ASSIGNED TASK> Below are records. Copy every line with "must" in it.

Stored items
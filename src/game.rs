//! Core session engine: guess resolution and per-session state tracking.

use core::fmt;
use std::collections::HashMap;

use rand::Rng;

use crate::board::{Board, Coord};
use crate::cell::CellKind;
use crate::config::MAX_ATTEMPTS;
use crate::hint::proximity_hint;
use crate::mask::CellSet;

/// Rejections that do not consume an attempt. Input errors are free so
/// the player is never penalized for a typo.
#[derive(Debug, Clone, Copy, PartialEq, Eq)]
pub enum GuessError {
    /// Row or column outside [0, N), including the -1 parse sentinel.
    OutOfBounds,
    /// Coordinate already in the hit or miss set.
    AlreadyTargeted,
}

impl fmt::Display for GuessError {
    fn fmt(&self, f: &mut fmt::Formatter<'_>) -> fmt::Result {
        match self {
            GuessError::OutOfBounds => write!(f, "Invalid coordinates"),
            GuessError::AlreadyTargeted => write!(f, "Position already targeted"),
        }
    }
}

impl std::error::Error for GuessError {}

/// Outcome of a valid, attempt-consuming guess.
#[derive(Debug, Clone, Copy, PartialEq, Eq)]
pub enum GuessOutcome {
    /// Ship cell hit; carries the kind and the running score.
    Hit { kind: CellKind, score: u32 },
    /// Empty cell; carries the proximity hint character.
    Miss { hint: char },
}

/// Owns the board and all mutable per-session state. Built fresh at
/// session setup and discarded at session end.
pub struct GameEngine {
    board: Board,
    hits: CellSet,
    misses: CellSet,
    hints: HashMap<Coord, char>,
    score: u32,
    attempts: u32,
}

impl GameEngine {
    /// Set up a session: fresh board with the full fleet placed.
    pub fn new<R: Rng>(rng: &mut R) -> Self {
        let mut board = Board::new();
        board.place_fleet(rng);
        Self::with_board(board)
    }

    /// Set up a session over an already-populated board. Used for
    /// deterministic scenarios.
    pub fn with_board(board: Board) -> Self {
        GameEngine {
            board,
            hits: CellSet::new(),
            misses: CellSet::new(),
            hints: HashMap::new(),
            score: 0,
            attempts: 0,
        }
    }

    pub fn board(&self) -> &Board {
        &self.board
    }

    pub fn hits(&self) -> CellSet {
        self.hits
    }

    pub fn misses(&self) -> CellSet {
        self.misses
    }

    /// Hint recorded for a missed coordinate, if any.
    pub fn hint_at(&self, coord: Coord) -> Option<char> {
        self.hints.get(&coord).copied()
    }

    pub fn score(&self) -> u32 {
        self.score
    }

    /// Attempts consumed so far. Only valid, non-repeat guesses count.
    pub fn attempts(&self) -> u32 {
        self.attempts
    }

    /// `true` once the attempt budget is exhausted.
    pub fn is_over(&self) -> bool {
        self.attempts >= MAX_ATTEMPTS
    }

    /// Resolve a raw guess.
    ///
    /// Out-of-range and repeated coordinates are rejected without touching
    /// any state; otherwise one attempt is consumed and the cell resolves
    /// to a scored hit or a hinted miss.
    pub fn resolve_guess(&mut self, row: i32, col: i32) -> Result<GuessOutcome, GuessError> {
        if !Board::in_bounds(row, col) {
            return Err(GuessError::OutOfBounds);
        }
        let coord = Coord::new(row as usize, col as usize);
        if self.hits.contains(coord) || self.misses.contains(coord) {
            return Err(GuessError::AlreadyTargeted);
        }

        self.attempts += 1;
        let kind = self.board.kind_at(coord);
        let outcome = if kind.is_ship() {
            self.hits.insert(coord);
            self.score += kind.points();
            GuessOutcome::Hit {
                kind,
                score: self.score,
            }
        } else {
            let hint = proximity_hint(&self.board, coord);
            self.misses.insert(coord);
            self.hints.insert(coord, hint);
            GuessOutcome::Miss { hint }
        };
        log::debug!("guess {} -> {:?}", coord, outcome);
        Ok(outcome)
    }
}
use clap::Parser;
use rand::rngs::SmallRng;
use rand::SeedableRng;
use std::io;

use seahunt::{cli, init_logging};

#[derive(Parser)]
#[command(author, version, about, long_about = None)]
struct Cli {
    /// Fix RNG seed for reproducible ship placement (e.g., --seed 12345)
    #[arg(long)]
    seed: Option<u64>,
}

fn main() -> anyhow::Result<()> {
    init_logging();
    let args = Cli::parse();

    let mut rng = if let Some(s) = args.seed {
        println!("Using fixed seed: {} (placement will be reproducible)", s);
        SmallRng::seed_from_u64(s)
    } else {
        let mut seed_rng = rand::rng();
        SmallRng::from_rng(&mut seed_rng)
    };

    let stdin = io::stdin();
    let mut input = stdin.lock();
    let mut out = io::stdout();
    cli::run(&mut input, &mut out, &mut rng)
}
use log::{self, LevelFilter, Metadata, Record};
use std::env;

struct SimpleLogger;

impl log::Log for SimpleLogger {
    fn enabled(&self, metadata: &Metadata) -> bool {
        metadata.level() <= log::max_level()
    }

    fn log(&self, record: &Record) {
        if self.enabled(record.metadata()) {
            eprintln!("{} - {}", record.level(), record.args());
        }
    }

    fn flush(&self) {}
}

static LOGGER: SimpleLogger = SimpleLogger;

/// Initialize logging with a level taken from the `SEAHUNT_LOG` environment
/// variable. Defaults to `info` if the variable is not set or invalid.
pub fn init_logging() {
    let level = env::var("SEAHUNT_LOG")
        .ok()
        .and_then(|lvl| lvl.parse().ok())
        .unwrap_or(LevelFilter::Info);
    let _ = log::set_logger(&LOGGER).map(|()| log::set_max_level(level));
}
--
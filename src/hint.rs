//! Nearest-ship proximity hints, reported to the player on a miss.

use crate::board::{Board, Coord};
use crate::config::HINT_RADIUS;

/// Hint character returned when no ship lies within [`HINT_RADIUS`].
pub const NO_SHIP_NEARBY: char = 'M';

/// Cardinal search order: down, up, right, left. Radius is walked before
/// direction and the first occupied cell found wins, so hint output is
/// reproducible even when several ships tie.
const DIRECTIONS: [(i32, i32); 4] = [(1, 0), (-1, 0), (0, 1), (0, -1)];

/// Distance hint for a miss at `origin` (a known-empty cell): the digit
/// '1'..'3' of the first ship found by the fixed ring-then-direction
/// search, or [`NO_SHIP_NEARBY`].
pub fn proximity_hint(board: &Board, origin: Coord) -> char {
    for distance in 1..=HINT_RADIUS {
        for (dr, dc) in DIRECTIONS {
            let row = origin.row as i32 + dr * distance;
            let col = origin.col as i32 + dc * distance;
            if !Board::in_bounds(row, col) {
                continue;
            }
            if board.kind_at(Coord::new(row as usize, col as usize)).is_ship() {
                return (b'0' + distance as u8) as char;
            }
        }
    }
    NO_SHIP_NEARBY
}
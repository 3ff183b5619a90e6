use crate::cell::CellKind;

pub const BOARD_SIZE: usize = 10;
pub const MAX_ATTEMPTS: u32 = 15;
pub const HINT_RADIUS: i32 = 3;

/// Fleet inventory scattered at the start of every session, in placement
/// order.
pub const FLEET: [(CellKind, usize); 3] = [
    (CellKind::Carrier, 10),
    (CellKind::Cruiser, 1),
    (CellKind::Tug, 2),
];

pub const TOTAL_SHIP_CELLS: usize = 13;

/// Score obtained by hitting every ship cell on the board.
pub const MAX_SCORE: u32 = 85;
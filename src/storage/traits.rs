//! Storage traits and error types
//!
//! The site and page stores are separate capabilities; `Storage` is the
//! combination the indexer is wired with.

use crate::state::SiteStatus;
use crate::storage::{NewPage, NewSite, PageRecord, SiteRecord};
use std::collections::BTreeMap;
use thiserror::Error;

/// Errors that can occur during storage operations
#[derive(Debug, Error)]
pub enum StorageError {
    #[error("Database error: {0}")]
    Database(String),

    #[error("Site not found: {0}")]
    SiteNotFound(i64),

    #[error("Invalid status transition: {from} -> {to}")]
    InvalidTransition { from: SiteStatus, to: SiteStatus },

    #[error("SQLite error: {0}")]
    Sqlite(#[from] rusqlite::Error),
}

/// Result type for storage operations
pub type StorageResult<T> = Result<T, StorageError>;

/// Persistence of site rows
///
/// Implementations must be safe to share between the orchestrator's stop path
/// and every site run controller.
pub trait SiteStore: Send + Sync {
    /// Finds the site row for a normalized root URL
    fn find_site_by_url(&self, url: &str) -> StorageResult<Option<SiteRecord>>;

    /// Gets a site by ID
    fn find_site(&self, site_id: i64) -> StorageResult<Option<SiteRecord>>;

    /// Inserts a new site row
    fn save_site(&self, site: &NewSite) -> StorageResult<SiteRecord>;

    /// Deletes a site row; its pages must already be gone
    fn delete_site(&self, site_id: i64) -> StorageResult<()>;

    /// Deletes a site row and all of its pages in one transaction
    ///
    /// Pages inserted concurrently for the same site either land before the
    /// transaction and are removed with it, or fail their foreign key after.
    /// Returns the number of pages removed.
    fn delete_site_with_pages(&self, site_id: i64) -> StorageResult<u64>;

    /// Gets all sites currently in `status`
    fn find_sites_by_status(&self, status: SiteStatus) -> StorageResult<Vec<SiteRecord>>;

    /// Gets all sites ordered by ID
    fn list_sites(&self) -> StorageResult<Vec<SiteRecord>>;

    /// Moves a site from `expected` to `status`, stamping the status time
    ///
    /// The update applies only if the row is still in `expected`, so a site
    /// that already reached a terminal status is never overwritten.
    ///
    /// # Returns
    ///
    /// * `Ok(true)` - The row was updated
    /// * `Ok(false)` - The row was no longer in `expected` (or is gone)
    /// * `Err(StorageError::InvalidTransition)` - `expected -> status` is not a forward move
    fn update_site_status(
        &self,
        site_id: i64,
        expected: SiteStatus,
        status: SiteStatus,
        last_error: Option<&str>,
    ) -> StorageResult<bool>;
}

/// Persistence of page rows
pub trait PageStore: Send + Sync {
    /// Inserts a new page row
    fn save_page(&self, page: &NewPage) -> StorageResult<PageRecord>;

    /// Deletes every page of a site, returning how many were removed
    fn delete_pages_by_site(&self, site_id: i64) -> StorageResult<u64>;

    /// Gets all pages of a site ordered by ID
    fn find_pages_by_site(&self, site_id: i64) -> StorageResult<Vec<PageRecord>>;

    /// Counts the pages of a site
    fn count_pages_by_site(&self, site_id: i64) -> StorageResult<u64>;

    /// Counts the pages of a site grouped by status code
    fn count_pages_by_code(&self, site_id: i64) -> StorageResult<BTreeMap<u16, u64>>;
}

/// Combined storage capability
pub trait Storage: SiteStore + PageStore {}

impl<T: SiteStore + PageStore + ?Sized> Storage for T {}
...
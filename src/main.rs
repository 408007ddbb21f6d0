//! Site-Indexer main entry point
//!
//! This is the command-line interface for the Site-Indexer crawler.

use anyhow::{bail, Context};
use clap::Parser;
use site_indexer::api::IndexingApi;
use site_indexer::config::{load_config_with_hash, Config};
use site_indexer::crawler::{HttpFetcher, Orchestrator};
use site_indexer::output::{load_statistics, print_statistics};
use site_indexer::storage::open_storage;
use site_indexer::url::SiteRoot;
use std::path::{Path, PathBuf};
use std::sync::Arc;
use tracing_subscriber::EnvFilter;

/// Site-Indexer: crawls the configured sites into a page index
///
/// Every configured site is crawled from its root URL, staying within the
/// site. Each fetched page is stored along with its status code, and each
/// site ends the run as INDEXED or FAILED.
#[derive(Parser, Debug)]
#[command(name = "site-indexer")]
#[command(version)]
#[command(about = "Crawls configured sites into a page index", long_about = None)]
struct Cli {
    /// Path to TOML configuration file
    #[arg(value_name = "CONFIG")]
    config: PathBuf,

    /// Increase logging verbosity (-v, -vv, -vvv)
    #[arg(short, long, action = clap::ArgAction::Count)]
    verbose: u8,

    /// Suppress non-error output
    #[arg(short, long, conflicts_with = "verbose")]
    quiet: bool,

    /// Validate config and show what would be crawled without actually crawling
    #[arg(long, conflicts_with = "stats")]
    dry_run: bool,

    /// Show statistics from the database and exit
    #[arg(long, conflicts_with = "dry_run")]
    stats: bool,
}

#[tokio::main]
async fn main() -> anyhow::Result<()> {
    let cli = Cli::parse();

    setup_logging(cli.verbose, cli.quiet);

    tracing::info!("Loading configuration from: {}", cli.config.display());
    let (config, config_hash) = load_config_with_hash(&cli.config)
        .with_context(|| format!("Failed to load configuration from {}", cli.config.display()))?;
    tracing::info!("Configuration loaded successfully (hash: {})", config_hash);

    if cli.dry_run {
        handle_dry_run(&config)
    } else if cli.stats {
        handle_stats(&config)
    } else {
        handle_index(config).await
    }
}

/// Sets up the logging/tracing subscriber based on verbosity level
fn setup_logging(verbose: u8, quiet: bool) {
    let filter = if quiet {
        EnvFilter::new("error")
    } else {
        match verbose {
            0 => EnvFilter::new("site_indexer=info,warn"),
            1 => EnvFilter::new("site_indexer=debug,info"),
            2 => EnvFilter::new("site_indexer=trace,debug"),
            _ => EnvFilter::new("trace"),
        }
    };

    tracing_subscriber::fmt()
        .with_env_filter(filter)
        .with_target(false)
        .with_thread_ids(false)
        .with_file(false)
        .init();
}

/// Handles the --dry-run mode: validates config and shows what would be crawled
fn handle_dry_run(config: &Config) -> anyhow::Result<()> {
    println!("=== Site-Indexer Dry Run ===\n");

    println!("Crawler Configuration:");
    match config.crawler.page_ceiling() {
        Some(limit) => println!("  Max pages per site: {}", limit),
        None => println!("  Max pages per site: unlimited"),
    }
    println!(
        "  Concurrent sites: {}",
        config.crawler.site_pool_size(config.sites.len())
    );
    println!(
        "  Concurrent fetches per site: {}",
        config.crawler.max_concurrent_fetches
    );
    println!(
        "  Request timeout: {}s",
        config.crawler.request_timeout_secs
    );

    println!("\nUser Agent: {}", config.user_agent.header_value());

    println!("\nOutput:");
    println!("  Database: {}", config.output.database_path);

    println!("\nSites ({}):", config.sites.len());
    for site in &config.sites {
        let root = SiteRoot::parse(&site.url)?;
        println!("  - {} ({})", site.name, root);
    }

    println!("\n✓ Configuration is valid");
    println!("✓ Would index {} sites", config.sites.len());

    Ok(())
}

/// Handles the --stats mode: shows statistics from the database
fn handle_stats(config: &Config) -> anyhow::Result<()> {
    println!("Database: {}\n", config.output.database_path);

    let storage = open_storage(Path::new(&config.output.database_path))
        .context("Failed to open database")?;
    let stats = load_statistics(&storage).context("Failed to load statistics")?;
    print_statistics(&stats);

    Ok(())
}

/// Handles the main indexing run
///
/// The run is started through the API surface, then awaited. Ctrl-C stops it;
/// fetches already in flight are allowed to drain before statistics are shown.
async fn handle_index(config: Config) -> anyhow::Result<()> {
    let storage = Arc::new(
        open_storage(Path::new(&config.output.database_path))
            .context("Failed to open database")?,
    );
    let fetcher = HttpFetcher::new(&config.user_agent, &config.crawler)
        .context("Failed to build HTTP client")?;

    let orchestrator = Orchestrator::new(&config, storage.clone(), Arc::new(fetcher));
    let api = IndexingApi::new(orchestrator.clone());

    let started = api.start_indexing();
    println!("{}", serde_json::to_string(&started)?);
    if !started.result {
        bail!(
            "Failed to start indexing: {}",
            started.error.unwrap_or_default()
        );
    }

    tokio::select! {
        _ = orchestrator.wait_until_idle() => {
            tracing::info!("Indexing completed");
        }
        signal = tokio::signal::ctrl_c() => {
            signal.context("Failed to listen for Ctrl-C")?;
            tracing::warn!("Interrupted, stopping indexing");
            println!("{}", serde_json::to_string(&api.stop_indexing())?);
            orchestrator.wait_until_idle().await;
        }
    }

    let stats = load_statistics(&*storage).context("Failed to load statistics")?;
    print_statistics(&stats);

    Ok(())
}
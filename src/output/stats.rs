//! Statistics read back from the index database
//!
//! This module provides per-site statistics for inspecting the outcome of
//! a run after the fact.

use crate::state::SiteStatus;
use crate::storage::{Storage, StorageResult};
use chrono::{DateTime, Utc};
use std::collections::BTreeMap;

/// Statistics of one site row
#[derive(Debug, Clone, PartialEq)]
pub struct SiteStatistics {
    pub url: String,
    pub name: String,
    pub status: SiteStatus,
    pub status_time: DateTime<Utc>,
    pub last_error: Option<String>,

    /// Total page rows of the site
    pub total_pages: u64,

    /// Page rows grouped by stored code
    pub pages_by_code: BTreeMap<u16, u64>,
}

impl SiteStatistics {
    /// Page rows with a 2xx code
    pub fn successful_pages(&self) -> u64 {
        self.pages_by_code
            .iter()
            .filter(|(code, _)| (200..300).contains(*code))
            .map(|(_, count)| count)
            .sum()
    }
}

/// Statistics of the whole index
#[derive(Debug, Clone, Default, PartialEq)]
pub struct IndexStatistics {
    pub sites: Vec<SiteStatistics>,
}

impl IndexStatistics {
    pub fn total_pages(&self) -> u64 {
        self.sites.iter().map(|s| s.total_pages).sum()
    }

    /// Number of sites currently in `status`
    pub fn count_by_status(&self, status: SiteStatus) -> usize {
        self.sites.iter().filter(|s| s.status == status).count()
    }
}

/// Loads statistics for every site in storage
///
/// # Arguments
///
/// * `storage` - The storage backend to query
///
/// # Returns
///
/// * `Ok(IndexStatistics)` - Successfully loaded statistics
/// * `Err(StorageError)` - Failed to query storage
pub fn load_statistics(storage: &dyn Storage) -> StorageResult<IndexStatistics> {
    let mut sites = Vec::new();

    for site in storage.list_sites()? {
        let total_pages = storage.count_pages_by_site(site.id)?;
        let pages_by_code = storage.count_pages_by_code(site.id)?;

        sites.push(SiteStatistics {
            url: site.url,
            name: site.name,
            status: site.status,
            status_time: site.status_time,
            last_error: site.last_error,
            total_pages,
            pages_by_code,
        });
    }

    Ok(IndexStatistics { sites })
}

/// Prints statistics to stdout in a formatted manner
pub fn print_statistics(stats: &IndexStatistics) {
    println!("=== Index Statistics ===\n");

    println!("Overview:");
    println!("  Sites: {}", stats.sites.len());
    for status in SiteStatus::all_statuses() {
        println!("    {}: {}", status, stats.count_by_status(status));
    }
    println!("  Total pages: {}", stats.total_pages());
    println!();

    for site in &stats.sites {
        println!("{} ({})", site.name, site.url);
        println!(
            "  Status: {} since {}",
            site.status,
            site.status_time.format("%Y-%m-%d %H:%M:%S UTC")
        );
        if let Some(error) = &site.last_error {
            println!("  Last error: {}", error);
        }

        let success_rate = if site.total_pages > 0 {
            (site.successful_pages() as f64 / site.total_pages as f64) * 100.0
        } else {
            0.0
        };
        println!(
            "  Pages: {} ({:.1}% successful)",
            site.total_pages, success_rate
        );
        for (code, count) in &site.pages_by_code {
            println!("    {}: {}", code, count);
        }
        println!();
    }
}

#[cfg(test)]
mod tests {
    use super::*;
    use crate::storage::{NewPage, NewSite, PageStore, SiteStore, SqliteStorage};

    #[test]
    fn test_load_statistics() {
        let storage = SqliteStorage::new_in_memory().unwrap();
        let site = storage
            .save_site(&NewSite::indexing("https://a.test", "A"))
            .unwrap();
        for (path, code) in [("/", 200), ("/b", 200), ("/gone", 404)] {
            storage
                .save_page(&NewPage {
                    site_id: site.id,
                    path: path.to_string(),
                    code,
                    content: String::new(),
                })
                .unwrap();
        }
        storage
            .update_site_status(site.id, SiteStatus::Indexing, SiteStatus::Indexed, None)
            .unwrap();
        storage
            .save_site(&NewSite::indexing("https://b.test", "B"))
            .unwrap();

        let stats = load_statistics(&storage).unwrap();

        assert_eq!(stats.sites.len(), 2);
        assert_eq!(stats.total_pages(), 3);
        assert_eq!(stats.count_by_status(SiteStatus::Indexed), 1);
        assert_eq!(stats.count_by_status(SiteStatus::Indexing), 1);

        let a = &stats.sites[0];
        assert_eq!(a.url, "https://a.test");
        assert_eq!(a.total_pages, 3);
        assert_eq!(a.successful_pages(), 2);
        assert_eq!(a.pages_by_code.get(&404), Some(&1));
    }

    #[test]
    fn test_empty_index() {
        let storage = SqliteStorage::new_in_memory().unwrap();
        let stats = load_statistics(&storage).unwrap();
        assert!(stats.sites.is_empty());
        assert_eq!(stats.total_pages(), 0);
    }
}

RESPONSE TO THIS TASK>
/// Implementations must be safe to share between the orchestrator's stop path
    /// Deletes a site row; its pages must already be gone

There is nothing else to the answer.